Mismatch-repair genes: These genes help in the identification of erroneous DNA coping to produce a new cell. These genes repair the mismatched DNA and correct them. Impaired functioning of these genes leads to the transmission of erroneous DNA to new cells, causing cell damage.

Other possible risk factors in cancer development

Cancer in adults has been associated with repetitive exposure to risk factors. Risk factors increase the chance to develop unwanted changes in the body, which make the body less resistant to withstand cellular disorders. The following risk factors and faulty mechanisms have a direct and indirect contribution to cancer development:

Lifestyle factors: occupational hazardous like a high-fat diet, smoking, working with toxic chemicals are some examples of poor lifestyle measures. These may increase the risk of adult cancers.

Environmental exposures: Pesticides, fertilizers, and other carcinogen exposure have a direct link to developing childhood cancers.

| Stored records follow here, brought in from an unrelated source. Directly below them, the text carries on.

//! Utility functions for vdl

pub mod filename;
pub mod url;

pub use filename::*;
pub use url::*;
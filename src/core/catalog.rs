//! Format catalog structures and selection state

use serde::{Deserialize, Serialize};

/// Sentinel for listing fields that could not be extracted
pub const NOT_AVAILABLE: &str = "N/A";

/// Sentinel resolution for audio-only listing rows
pub const AUDIO_ONLY: &str = "audio only";

/// User intent for a download
#[derive(Debug, Clone, Copy, PartialEq, Eq, Serialize, Deserialize)]
pub enum DownloadKind {
    /// Muxed video+audio download
    Video,
    /// Audio-only extraction
    Audio,
}

impl DownloadKind {
    /// Human-readable label
    pub fn as_str(&self) -> &'static str {
        match self {
            DownloadKind::Video => "video",
            DownloadKind::Audio => "audio",
        }
    }
}

/// One row of the external tool's format listing, normalized
#[derive(Debug, Clone, Serialize, Deserialize)]
pub struct FormatRecord {
    /// Opaque format identifier, unique within a listing
    pub id: String,
    /// Container extension token
    pub extension: String,
    /// `WxH`, `Np`, `"audio only"` or `"N/A"`
    pub resolution: String,
    /// Parsed size token (possibly `~`-prefixed) or `"N/A"`
    pub filesize: String,
    /// `<number>fps` or `"N/A"`
    pub fps: String,
    /// Known video codec, `"none"` or `"unknown"`
    pub video_codec: String,
    /// Known audio codec, `"none"` or `"unknown"`
    pub audio_codec: String,
    /// `<int>k` or `"N/A"`
    pub audio_bitrate: String,
    /// Video codec when present, audio codec otherwise
    pub display_codec: String,
    /// Original listing line, kept for diagnostics
    pub raw_line: String,
}

impl FormatRecord {
    /// Check if this record describes an audio-only stream
    pub fn is_audio_only(&self) -> bool {
        self.resolution == AUDIO_ONLY || self.video_codec == "none"
    }

    /// Short human-readable summary used by presentation layers
    pub fn summary(&self, kind: DownloadKind) -> String {
        let mut parts = Vec::new();
        match kind {
            DownloadKind::Video => {
                if self.resolution != NOT_AVAILABLE {
                    parts.push(format!("Resolution: {}", self.resolution));
                }
                if self.fps != NOT_AVAILABLE {
                    parts.push(format!("FPS: {}", self.fps));
                }
                if self.video_codec != "unknown" {
                    parts.push(format!("Video: {}", self.video_codec));
                }
            }
            DownloadKind::Audio => {
                if self.audio_bitrate != NOT_AVAILABLE {
                    parts.push(format!("Bitrate: {}", self.audio_bitrate));
                }
                if self.audio_codec != "unknown" {
                    parts.push(format!("Audio: {}", self.audio_codec));
                }
            }
        }
        if self.filesize != NOT_AVAILABLE {
            parts.push(format!("Size: {}", self.filesize));
        }
        if parts.is_empty() {
            "No details available".to_string()
        } else {
            parts.join(" | ")
        }
    }
}

/// All format records for one video, partitioned by classification
#[derive(Debug, Clone, Default, Serialize, Deserialize)]
pub struct FormatCatalog {
    /// Video-capable records, sorted by descending resolution key
    pub video: Vec<FormatRecord>,
    /// Audio-only records, sorted by descending bitrate
    pub audio: Vec<FormatRecord>,
}

impl FormatCatalog {
    /// Records for one download kind
    pub fn records(&self, kind: DownloadKind) -> &[FormatRecord] {
        match kind {
            DownloadKind::Video => &self.video,
            DownloadKind::Audio => &self.audio,
        }
    }

    /// Check if both buckets are empty
    pub fn is_empty(&self) -> bool {
        self.video.is_empty() && self.audio.is_empty()
    }

    /// Total record count across both buckets
    pub fn len(&self) -> usize {
        self.video.len() + self.audio.len()
    }
}

/// Holds the current catalog and the selected format id
#[derive(Debug, Default)]
pub struct FormatStore {
    catalog: FormatCatalog,
    kind: Option<DownloadKind>,
    selected: Option<String>,
}

impl FormatStore {
    /// Create an empty store with no catalog and no selection
    pub fn new() -> Self {
        Self::default()
    }

    /// Replace the catalog wholesale; resets selection for the active kind
    pub fn publish(&mut self, catalog: FormatCatalog) {
        self.catalog = catalog;
        self.reset_selection();
    }

    /// Drop the catalog and selection, e.g. after a failed listing fetch
    pub fn clear(&mut self) {
        self.catalog = FormatCatalog::default();
        self.selected = None;
    }

    /// Switch the active download kind; re-reads the existing catalog only
    pub fn set_kind(&mut self, kind: DownloadKind) {
        self.kind = Some(kind);
        self.reset_selection();
    }

    /// Active download kind, if one was chosen
    pub fn kind(&self) -> Option<DownloadKind> {
        self.kind
    }

    /// Records for the given kind; empty slice when the catalog is unset
    pub fn records_for(&self, kind: DownloadKind) -> &[FormatRecord] {
        self.catalog.records(kind)
    }

    /// Records for the active kind
    pub fn records(&self) -> &[FormatRecord] {
        match self.kind {
            Some(kind) => self.records_for(kind),
            None => &[],
        }
    }

    /// Select a format id; ignored unless present in the active kind's records
    pub fn select(&mut self, id: &str) -> bool {
        if self.records().iter().any(|r| r.id == id) {
            self.selected = Some(id.to_string());
            true
        } else {
            false
        }
    }

    /// Currently selected format id
    pub fn selected(&self) -> Option<&str> {
        self.selected.as_deref()
    }

    fn reset_selection(&mut self) {
        self.selected = self.records().first().map(|r| r.id.clone());
    }
}

#[cfg(test)]
mod tests {
    use super::*;

    fn record(id: &str) -> FormatRecord {
        FormatRecord {
            id: id.to_string(),
            extension: "mp4".to_string(),
            resolution: "1280x720".to_string(),
            filesize: NOT_AVAILABLE.to_string(),
            fps: NOT_AVAILABLE.to_string(),
            video_codec: "h264".to_string(),
            audio_codec: "none".to_string(),
            audio_bitrate: NOT_AVAILABLE.to_string(),
            display_codec: "h264".to_string(),
            raw_line: String::new(),
        }
    }

    fn audio_record(id: &str) -> FormatRecord {
        FormatRecord {
            resolution: AUDIO_ONLY.to_string(),
            video_codec: "none".to_string(),
            audio_codec: "mp4a".to_string(),
            audio_bitrate: "128k".to_string(),
            display_codec: "mp4a".to_string(),
            extension: "m4a".to_string(),
            ..record(id)
        }
    }

    fn catalog() -> FormatCatalog {
        FormatCatalog {
            video: vec![record("137"), record("136")],
            audio: vec![audio_record("140")],
        }
    }

    #[test]
    fn test_publish_selects_first_of_active_kind() {
        let mut store = FormatStore::new();
        store.set_kind(DownloadKind::Video);
        store.publish(catalog());
        assert_eq!(store.selected(), Some("137"));
    }

    #[test]
    fn test_kind_switch_reselects_without_refetch() {
        let mut store = FormatStore::new();
        store.set_kind(DownloadKind::Video);
        store.publish(catalog());

        store.set_kind(DownloadKind::Audio);
        assert_eq!(store.kind(), Some(DownloadKind::Audio));
        assert_eq!(store.selected(), Some("140"));
        assert_eq!(store.records().len(), 1);
        // The other bucket stays readable without a kind switch.
        assert_eq!(store.records_for(DownloadKind::Video).len(), 2);

        store.set_kind(DownloadKind::Video);
        assert_eq!(store.selected(), Some("137"));
    }

    #[test]
    fn test_empty_kind_clears_selection() {
        let mut store = FormatStore::new();
        store.set_kind(DownloadKind::Audio);
        store.publish(FormatCatalog {
            video: vec![record("137")],
            audio: vec![],
        });
        assert!(store.records().is_empty());
        assert_eq!(store.selected(), None);
    }

    #[test]
    fn test_select_unknown_id_is_ignored() {
        let mut store = FormatStore::new();
        store.set_kind(DownloadKind::Video);
        store.publish(catalog());

        assert!(!store.select("999"));
        assert_eq!(store.selected(), Some("137"));
        assert!(store.select("136"));
        assert_eq!(store.selected(), Some("136"));
    }

    #[test]
    fn test_clear_drops_catalog_and_selection() {
        let mut store = FormatStore::new();
        store.set_kind(DownloadKind::Video);
        store.publish(catalog());
        store.clear();
        assert!(store.records().is_empty());
        assert_eq!(store.selected(), None);
    }

    #[test]
    fn test_record_summary() {
        let mut rec = record("137");
        rec.fps = "30fps".to_string();
        rec.filesize = "10.5MiB".to_string();
        assert_eq!(
            rec.summary(DownloadKind::Video),
            "Resolution: 1280x720 | FPS: 30fps | Video: h264 | Size: 10.5MiB"
        );

        let rec = audio_record("140");
        assert!(rec.is_audio_only());
        assert_eq!(
            rec.summary(DownloadKind::Audio),
            "Bitrate: 128k | Audio: mp4a"
        );
    }
}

High-dose chemotherapy and radiation: In some cases, cancer patients, especially children who have been exposed to a high dose of radiation or chemotherapeutic agents may cancer reoccur as a second malignancy later in life. The immune system alterations due to strong anticancer agents can cause the recurrence of cancer.

Certain viral infections: Epstein-Barr virus and HIV have linked to an increased risk of a certain type of childhood cancer developments including Hodgkin and non-Hodgkin lymphoma. It is assumed that these viruses alter cellular functioning. Cellular alteration leads to cancer development and reproduces more number of cancer cell developments.